Anticancer activity using positron emission tomography‐computed tomography and pharmacokinetics of β ‐eudesmol in human cholangiocarcinoma xenografted nude mouse model

Summary Cholangiocarcinoma ( CCA ) is an important public health problem in several parts of South East Asia, particularly in Thailand. The limited availability of effective diagnostic tools for early stage CCA , including chemotherapeutic options, constitutes a major problem for treatment and control of CCA . The aim of the present study was to assess the anti‐ CCA activity and pharmacokinetics of β ‐eudesmol in CCA ‐xenografted nude mouse model and healthy mice. Positron emission tomography‐computed tomography ( PET ‐ CT ) with 18 F‐fluorodeoxyglucose was used for detecting and monitoring tumour development, and PET ‐ CT with technetium‐99m was used to investigate its pharmacokinetics property. Results support the role of PET ‐ CT as a potential tool for detecting and monitoring the progress of lung metastasis. Tumour size and lung metastasis were significantly inhibited by 91.6% (of baseline) and 95% (of total lung mass), respectively, following treatment with high‐dose β ‐eudesmol (100 mg/kg body weight for 30 days). Survival time was prolonged by 64.4% compared with untreated controls.
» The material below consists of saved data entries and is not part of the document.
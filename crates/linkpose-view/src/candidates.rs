//! Pick-list entries for the base and link frame selectors.

use linkpose_core::GeneralId;
use linkpose_frames::CoordinateFrameList;

/// One selectable frame.
#[derive(Debug, Clone, PartialEq, Eq)]
pub struct FrameCandidate {
    pub id: GeneralId,
    pub label: String,
}

/// Entries of one frame selector and the selected index.
///
/// The first entry is always the origin (`0`), so the list is never empty
/// once built and the selection falls back to index 0.
#[derive(Debug, Clone, Default, PartialEq, Eq)]
pub struct FrameCandidates {
    entries: Vec<FrameCandidate>,
    selected: usize,
}

impl FrameCandidates {
    /// Origin entry labelled `"0: <origin_label>"`, then every findable
    /// frame of `frames` in list order. The entry matching `current`
    /// becomes the selection.
    pub fn build(frames: Option<&CoordinateFrameList>, current: &GeneralId, origin_label: &str) -> Self {
        let mut entries = vec![FrameCandidate {
            id: GeneralId::default_id(),
            label: format!("0: {origin_label}"),
        }];
        let mut selected = 0;

        for frame in frames.map(CoordinateFrameList::findable_frames).unwrap_or_default() {
            let id = frame.id();
            let label = match &id {
                GeneralId::Int(value) => format!("{value}: {}", &*frame.note()),
                GeneralId::Name(_) => id.label(),
            };
            if id == *current {
                selected = entries.len();
            }
            entries.push(FrameCandidate { id, label });
        }

        Self { entries, selected }
    }

    pub fn clear(&mut self) {
        self.entries.clear();
        self.selected = 0;
    }

    pub fn is_empty(&self) -> bool {
        self.entries.is_empty()
    }

    pub fn len(&self) -> usize {
        self.entries.len()
    }

    pub fn entries(&self) -> &[FrameCandidate] {
        &self.entries
    }

    pub fn labels(&self) -> Vec<&str> {
        self.entries.iter().map(|e| e.label.as_str()).collect()
    }

    pub fn selected_index(&self) -> usize {
        self.selected
    }

    pub fn selected_id(&self) -> Option<&GeneralId> {
        self.id_at(self.selected)
    }

    pub fn id_at(&self, index: usize) -> Option<&GeneralId> {
        self.entries.get(index).map(|e| &e.id)
    }

    pub fn index_of(&self, id: &GeneralId) -> Option<usize> {
        self.entries.iter().position(|e| e.id == *id)
    }

    /// Returns `false` for an out-of-range index.
    pub fn select(&mut self, index: usize) -> bool {
        if index >= self.entries.len() {
            return false;
        }
        self.selected = index;
        true
    }
}

// ---------------------------------------------------------------------------
// Tests
// ---------------------------------------------------------------------------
Systemic clearance of the compound was rapid, particularly during the first 60 min. The compound was distributed to the vital organs at maximum levels 2 h after oral administration and 15 min after intravenous injection. Results from the present study suggest the potential of β ‐eudesmol as a promising candidate for further development as an anti‐ CCA drug with respect to its pharmacodynamics and pharmacokinetic properties. PET ‐ CT , with radiotracers 18 F‐fluorodeoxyglucose and technetium‐99m, was shown to be a reliable tool in the investigation of anti‐ CCA and pharmacokinetic properties of β ‐eudesmol in CCA ‐xenografted and healthy mice.